**Exercise aim**
After finding the line with "pub enum GasteError" in the entries below, retype exactly each line from there through the line with "String, iterations: usize", including that final line.

**Given entries**
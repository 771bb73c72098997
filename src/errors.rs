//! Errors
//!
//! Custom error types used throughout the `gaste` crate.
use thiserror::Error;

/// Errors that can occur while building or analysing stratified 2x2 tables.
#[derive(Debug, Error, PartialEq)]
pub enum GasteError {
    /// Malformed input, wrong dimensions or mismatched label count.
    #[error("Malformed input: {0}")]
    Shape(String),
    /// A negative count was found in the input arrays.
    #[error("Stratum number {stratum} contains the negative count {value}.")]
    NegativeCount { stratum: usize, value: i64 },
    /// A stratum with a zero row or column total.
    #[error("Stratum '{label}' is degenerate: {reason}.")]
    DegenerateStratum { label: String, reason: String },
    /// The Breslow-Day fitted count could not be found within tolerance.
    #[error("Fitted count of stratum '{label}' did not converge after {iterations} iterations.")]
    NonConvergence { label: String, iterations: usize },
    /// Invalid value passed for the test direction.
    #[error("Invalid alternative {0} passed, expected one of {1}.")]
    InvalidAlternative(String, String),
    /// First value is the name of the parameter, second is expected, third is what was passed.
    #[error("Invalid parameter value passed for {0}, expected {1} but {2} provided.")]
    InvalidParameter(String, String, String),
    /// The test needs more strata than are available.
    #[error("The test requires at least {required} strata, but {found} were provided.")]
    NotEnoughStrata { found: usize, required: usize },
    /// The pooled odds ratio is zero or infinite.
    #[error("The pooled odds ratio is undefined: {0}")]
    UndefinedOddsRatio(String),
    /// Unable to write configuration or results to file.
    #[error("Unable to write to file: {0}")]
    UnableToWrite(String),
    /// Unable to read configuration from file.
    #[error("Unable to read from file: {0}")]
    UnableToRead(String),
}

**Written answer**
pub enum GasteError {
    /// Malformed input, wrong dimensions or mismatched label count.
    #[error("Malformed input: {0}")]
    Shape(String),
    /// A negative count was found in the input arrays.
    #[error("Stratum number {stratum} contains the negative count {value}.")]
    NegativeCount { stratum: usize, value: i64 },
    /// A stratum with a zero row or column total.
    #[error("Stratum '{label}' is degenerate: {reason}.")]
    DegenerateStratum { label: String, reason: String },
    /// The Breslow-Day fitted count could not be found within tolerance.
    #[error("Fitted count of stratum '{label}' did not converge after {iterations} iterations.")]
    NonConvergence { label: String, iterations: usize },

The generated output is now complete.